WordPress.com allows you to upgrade to your own domain for a small fee, which is a great feature. Some people want to migrate from WordPress.com to their own domain on another host. And this is where it gets a bit tricky. It is very easy to move, but very easy to lose all your search engine indexing. So your traffic might take a big hit, and take a long time to recover.

Think about it – if you have a page indexed at mysite.wordpress.com, when that page goes off the air (because it is now at mysite.com), Google just rubs it out of the index.

Worpdress.com doesn’t offer you any way to redirect your subdomain site to a new domain hosted elsewhere.

However there is a way to migrate without losing your search rankings.
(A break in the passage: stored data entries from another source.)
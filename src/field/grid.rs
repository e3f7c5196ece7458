use glam::DVec3;
use nalgebra::DVector;
use serde::Serialize;

use crate::discretization::grid::VoxelGrid;

/// Dense scalar values co-indexed with a [`VoxelGrid`].
#[derive(Debug, Clone, PartialEq, Serialize)]
pub struct ScalarGrid {
    pub grid: VoxelGrid,
    pub data: Vec<f64>,
}

impl ScalarGrid {
    pub fn zeros(grid: VoxelGrid) -> Self {
        Self {
            grid,
            data: vec![0.0; grid.n_voxels()],
        }
    }

    /// # Panics
    /// If `data` does not hold one value per voxel.
    pub fn from_vec(grid: VoxelGrid, data: Vec<f64>) -> Self {
        assert_eq!(data.len(), grid.n_voxels(), "one value per voxel");
        Self { grid, data }
    }

    pub fn from_dvector(grid: VoxelGrid, v: DVector<f64>) -> Self {
        Self::from_vec(grid, v.as_slice().to_vec())
    }

    /// Fill from a function of voxel indices.
    pub fn from_fn(grid: VoxelGrid, f: impl Fn(usize, usize, usize) -> f64) -> Self {
        let data = (0..grid.n_voxels())
            .map(|idx| {
                let (i, j, k) = grid.ijk(idx);
                f(i, j, k)
            })
            .collect();
        Self { grid, data }
    }

    #[inline]
    pub fn get(&self, i: usize, j: usize, k: usize) -> f64 {
        self.data[self.grid.idx(i, j, k)]
    }

    /// Value of the voxel enclosing `point` (mm), or `None` outside the grid.
    pub fn value_at(&self, point: DVec3) -> Option<f64> {
        self.grid.locate_index(point).map(|idx| self.data[idx])
    }

    /// Largest absolute value and the voxel holding it.
    pub fn max_abs(&self) -> (f64, (usize, usize, usize)) {
        let (idx, value) = self
            .data
            .iter()
            .enumerate()
            .fold((0, 0.0_f64), |(bi, bv), (i, v)| {
                if v.abs() > bv { (i, v.abs()) } else { (bi, bv) }
            });
        (value, self.grid.ijk(idx))
    }

    /// Values along one axis through voxel `(i, j, k)`.
    pub fn line(&self, axis: usize, i: usize, j: usize, k: usize) -> Vec<f64> {
        (0..self.grid.dims[axis])
            .map(|t| match axis {
                0 => self.get(t, j, k),
                1 => self.get(i, t, k),
                _ => self.get(i, j, t),
            })
            .collect()
    }

    /// Nested `[x][y][z]` arrays for export.
    pub fn to_nested(&self) -> Vec<Vec<Vec<f64>>> {
        let [nx, ny, nz] = self.grid.dims;
        (0..nx)
            .map(|i| {
                (0..ny)
                    .map(|j| {
                        let start = self.grid.idx(i, j, 0);
                        self.data[start..start + nz].to_vec()
                    })
                    .collect()
            })
            .collect()
    }
}

/// Three-component field on a [`VoxelGrid`], one grid per axis.
#[derive(Debug, Clone, PartialEq, Serialize)]
pub struct VectorGrid {
    pub x: ScalarGrid,
    pub y: ScalarGrid,
    pub z: ScalarGrid,
}

impl VectorGrid {
    pub fn grid(&self) -> &VoxelGrid {
        &self.x.grid
    }

    pub fn component(&self, axis: usize) -> &ScalarGrid {
        match axis {
            0 => &self.x,
            1 => &self.y,
            _ => &self.z,
        }
    }

    pub fn get(&self, i: usize, j: usize, k: usize) -> DVec3 {
        DVec3::new(self.x.get(i, j, k), self.y.get(i, j, k), self.z.get(i, j, k))
    }

    /// Euclidean norm per voxel.
    pub fn magnitude(&self) -> ScalarGrid {
        let data = self
            .x
            .data
            .iter()
            .zip(&self.y.data)
            .zip(&self.z.data)
            .map(|((x, y), z)| (x * x + y * y + z * z).sqrt())
            .collect();
        ScalarGrid::from_vec(*self.grid(), data)
    }
}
  1. Buy your new domain mysite.com through your own domain registrar.
  2. Have a look at what Google and Yahoo have already indexed for your site. Use the site:mysite.wordpress.com query in Google and Yahoo search to do this. You’ll need to keep an eye on this to notice re-indexing.
  3. Pay $10 and upgrade to your new domain with WordPress.com. WordPress will automatically create redirects for all your pages at mysite.wordpress.com to mysite.com (for the technically minded, these are 302 redirects, not 301s). WordPress.com will also update the xml sitemap for your site, showing the new domain name.
  4. Now you have to be patient and wait for your site to be spidered and for the search engines to follow the redirects. Use that same query on site:mysite.com to see when your pages are re-indexed at the new location.
  5. When the index for your key pages is complete, you can move your WordPress.com site to your new home – perhaps you will download WordPress from WordPress.org to do this, or be moving your site to our platform. Either way you will need to use the Export function to get your site content in XML and import it to the new site. You will need to have a copy of all your media files (images, videos, PDFs) and migrate these yourself, as these don’t come with the export.
  6. Don’t change the page slugs. Google now has mysite.com (and mysite.com/about) indexed, and this is exactly what the URLs are for your site at your new domain.

Your new site – mysite.com – is now operational on its new host, and your ‘search engine equity’ has been preserved.